DATA PROVIDED:
//! The ingestion flow.
//!
//! Gates an uploaded file on its declared media type, parses it, validates
//! the header contract, and assembles the batch. Rejection is always
//! wholesale: a file missing any required header imports no records at all.

use crate::error::{IntakeError, IntakeResult};
use crate::headers::missing_required_headers;
use crate::parser::parse_csv;
use crate::validation::is_record_valid;
use pir_types::{Batch, PatientRecord};

/// The only media type accepted for import.
pub const CSV_MEDIA_TYPE: &str = "text/csv";

/// Ingests one uploaded file as a new batch.
///
/// `media_type` is the file's declared type, checked for exact equality with
/// [`CSV_MEDIA_TYPE`] before any parsing happens. The file's text content is
/// handed to the parser unchanged.
///
/// # Errors
///
/// - [`IntakeError::UnsupportedFileType`] for a non-CSV declared type
/// - [`IntakeError::MissingRequiredHeaders`] when the header row lacks any
///   required column, naming the missing *raw* headers
/// - [`IntakeError::EmptyImport`] when no data rows remain after parsing
pub fn ingest_csv(file_name: &str, media_type: &str, text: &str) -> IntakeResult<Batch> {
    if media_type != CSV_MEDIA_TYPE {
        return Err(IntakeError::UnsupportedFileType {
            file_name: file_name.to_string(),
            media_type: media_type.to_string(),
        });
    }

    let parsed = parse_csv(text);

    if !parsed.header_map.is_empty() {
        let missing = missing_required_headers(&parsed.header_map);
        if !missing.is_empty() {
            return Err(IntakeError::MissingRequiredHeaders { missing });
        }
    }

    if parsed.records.is_empty() {
        return Err(IntakeError::EmptyImport);
    }

    let records: Vec<PatientRecord> = parsed
        .records
        .into_iter()
        .map(|fields| {
            let mut record = PatientRecord::new(fields);
            record.is_valid = is_record_valid(&record);
            record
        })
        .collect();

    tracing::info!("{} records loaded from {file_name}", records.len());
    Ok(Batch::new(file_name, parsed.header_map, records))
}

INSTRUCTIONS FOR THE TASK:
Please give back, exactly as it stands above, the stretch from the line with "pub const CSV_MEDIA_TYPE: &str" through the line with "non-CSV declared type", and no line outside it.

EXPECTED OUTPUT:
pub const CSV_MEDIA_TYPE: &str = "text/csv";

/// Ingests one uploaded file as a new batch.
///
/// `media_type` is the file's declared type, checked for exact equality with
/// [`CSV_MEDIA_TYPE`] before any parsing happens. The file's text content is
/// handed to the parser unchanged.
///
/// # Errors
///
/// - [`IntakeError::UnsupportedFileType`] for a non-CSV declared type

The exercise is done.